# Stored items
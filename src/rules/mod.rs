//! Exclusion rules
//!
//! A [`Rule`] answers one question for one concern: should this filesystem
//! entry be left out of the sync? Rules are built once per pass and never
//! mutated afterwards, so a chain of them can be shared read-only between the
//! walker and the workers.
//!
//! The set of rules is closed:
//!
//! ```text
//! Dotfile     base name starts with '.'
//! Irregular   symlinks, fifos, sockets, devices, anything not file or dir
//! VcsIgnore   root .gitignore, standard gitignore precedence
//! Pattern     user regex against the full path string
//! ```
//!
//! Rules are combined by [`RuleChain`] (first match wins).

pub mod chain;

pub use chain::{ChainObserver, RuleChain, TracingObserver};

use std::fs::{self, Metadata};
use std::io::ErrorKind;
use std::path::{Path, PathBuf};

use ignore::gitignore::{Gitignore, GitignoreBuilder};
use regex::Regex;

use crate::error::SyncError;

/// Name of the VCS ignore file consulted at the sync root.
pub const IGNORE_FILE_NAME: &str = ".gitignore";

/// A single exclusion predicate.
#[derive(Debug, Clone)]
pub enum Rule {
    /// Ignores entries whose base name starts with `.`.
    Dotfile,
    /// Ignores every entry that is neither a regular file nor a directory.
    Irregular,
    /// Delegates to the gitignore matcher rooted at the sync root.
    VcsIgnore(VcsIgnore),
    /// Ignores paths whose full string form matches the regex.
    Pattern(Regex),
}

impl Rule {
    /// Compile a pattern rule. An invalid regex fails here, not at evaluation.
    pub fn pattern(expr: &str) -> Result<Self, SyncError> {
        Regex::new(expr)
            .map(Rule::Pattern)
            .map_err(|source| SyncError::InvalidPattern {
                pattern: expr.to_string(),
                source,
            })
    }

    /// Compile one pattern rule per expression, preserving order.
    pub fn patterns<S: AsRef<str>>(exprs: &[S]) -> Result<Vec<Self>, SyncError> {
        exprs.iter().map(|e| Self::pattern(e.as_ref())).collect()
    }

    /// Load the gitignore rule for `root`.
    pub fn vcs_ignore(root: &Path) -> Result<Self, SyncError> {
        VcsIgnore::load(root).map(Rule::VcsIgnore)
    }

    /// Short name used in trace output.
    pub fn name(&self) -> String {
        match self {
            Rule::Dotfile => "dotfile".to_string(),
            Rule::Irregular => "irregular-type".to_string(),
            Rule::VcsIgnore(_) => "gitignore".to_string(),
            Rule::Pattern(re) => format!("pattern({})", re.as_str()),
        }
    }

    /// Returns `Ok(true)` when this rule excludes `path`.
    ///
    /// `metadata` must describe the entry itself, not a symlink target.
    pub fn evaluate(&self, path: &Path, metadata: &Metadata) -> Result<bool, SyncError> {
        match self {
            Rule::Dotfile => Ok(path
                .file_name()
                .is_some_and(|name| name.to_string_lossy().starts_with('.'))),
            Rule::Irregular => {
                let ft = metadata.file_type();
                Ok(!ft.is_file() && !ft.is_dir())
            }
            Rule::VcsIgnore(vcs) => vcs.is_ignored(path, metadata.is_dir()),
            Rule::Pattern(re) => Ok(re.is_match(&path.to_string_lossy())),
        }
    }
}

/// Gitignore matcher anchored at a sync root.
#[derive(Debug, Clone)]
pub struct VcsIgnore {
    root: PathBuf,
    matcher: Gitignore,
}

impl VcsIgnore {
    /// Parse `<root>/.gitignore`. A missing file yields an empty matcher; an
    /// unreadable or malformed one is a setup error.
    pub fn load(root: &Path) -> Result<Self, SyncError> {
        let file = root.join(IGNORE_FILE_NAME);
        match fs::symlink_metadata(&file) {
            Ok(_) => {}
            Err(e) if e.kind() == ErrorKind::NotFound => {
                return Ok(Self {
                    root: root.to_path_buf(),
                    matcher: Gitignore::empty(),
                });
            }
            Err(e) => {
                return Err(SyncError::IgnoreFile {
                    path: file,
                    source: ignore::Error::Io(e),
                });
            }
        }

        let mut builder = GitignoreBuilder::new(root);
        if let Some(source) = builder.add(&file) {
            return Err(SyncError::IgnoreFile { path: file, source });
        }
        let matcher = builder
            .build()
            .map_err(|source| SyncError::IgnoreFile { path: file, source })?;

        tracing::debug!(
            "Loaded {} gitignore rules from {}",
            matcher.num_ignores(),
            root.display()
        );
        Ok(Self {
            root: root.to_path_buf(),
            matcher,
        })
    }

    pub fn root(&self) -> &Path {
        &self.root
    }

    /// Whether `path` (or one of its parents) is ignored. Whitelist entries
    /// (`!pattern`) win over earlier ignores, as in git.
    pub fn is_ignored(&self, path: &Path, is_dir: bool) -> Result<bool, SyncError> {
        let relative = path
            .strip_prefix(&self.root)
            .map_err(|_| SyncError::OutsideRoot {
                path: path.to_path_buf(),
                root: self.root.clone(),
            })?;
        if relative.as_os_str().is_empty() {
            return Ok(false);
        }
        Ok(self
            .matcher
            .matched_path_or_any_parents(relative, is_dir)
            .is_ignore())
    }
}
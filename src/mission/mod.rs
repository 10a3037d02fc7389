//! Missions
//!
//! A mission names one source/destination pairing together with its ordered
//! list of ignore regexes. Missions are persisted by [`MissionStore`].

pub mod store;

pub use store::MissionStore;

use std::fmt;
use std::path::PathBuf;

use regex::Regex;
use serde::{Deserialize, Serialize};

use crate::error::MissionError;

/// One grafting mission.
#[derive(Debug, Clone, PartialEq, Eq, Serialize, Deserialize)]
pub struct Mission {
    pub name: String,
    pub src: PathBuf,
    pub dest: PathBuf,
    #[serde(default)]
    pub ignore: Vec<String>,
}

impl Mission {
    pub fn new(name: impl Into<String>, src: impl Into<PathBuf>, dest: impl Into<PathBuf>) -> Self {
        Self {
            name: name.into(),
            src: src.into(),
            dest: dest.into(),
            ignore: Vec::new(),
        }
    }

    /// Append an ignore regex unless it is already listed. The expression is
    /// compiled first so a bad pattern never reaches the store.
    pub fn add_ignore(&mut self, expr: &str) -> Result<bool, MissionError> {
        Regex::new(expr).map_err(|source| MissionError::InvalidPattern {
            pattern: expr.to_string(),
            source,
        })?;
        if self.ignore.iter().any(|existing| existing == expr) {
            return Ok(false);
        }
        self.ignore.push(expr.to_string());
        Ok(true)
    }

    /// Remove the pattern at `index`, returning it.
    pub fn remove_ignore(&mut self, index: usize) -> Result<String, MissionError> {
        if index >= self.ignore.len() {
            return Err(MissionError::IgnoreIndexOutOfRange {
                index,
                len: self.ignore.len(),
            });
        }
        Ok(self.ignore.remove(index))
    }
}

impl fmt::Display for Mission {
    fn fmt(&self, f: &mut fmt::Formatter<'_>) -> fmt::Result {
        writeln!(f, "Name:   {}", self.name)?;
        writeln!(f, "Src:    {}", self.src.display())?;
        writeln!(f, "Dest:   {}", self.dest.display())?;
        write!(f, "Ignore:")?;
        if self.ignore.is_empty() {
            write!(f, " (none)")?;
        }
        for (i, expr) in self.ignore.iter().enumerate() {
            write!(f, "\n  {i}. {expr}")?;
        }
        Ok(())
    }
}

# TASK DETAILS
Where a line above contains the word "relative", copy that line.

# RESULT
        let relative = path
        if relative.as_os_str().is_empty() {
            .matched_path_or_any_parents(relative, is_dir)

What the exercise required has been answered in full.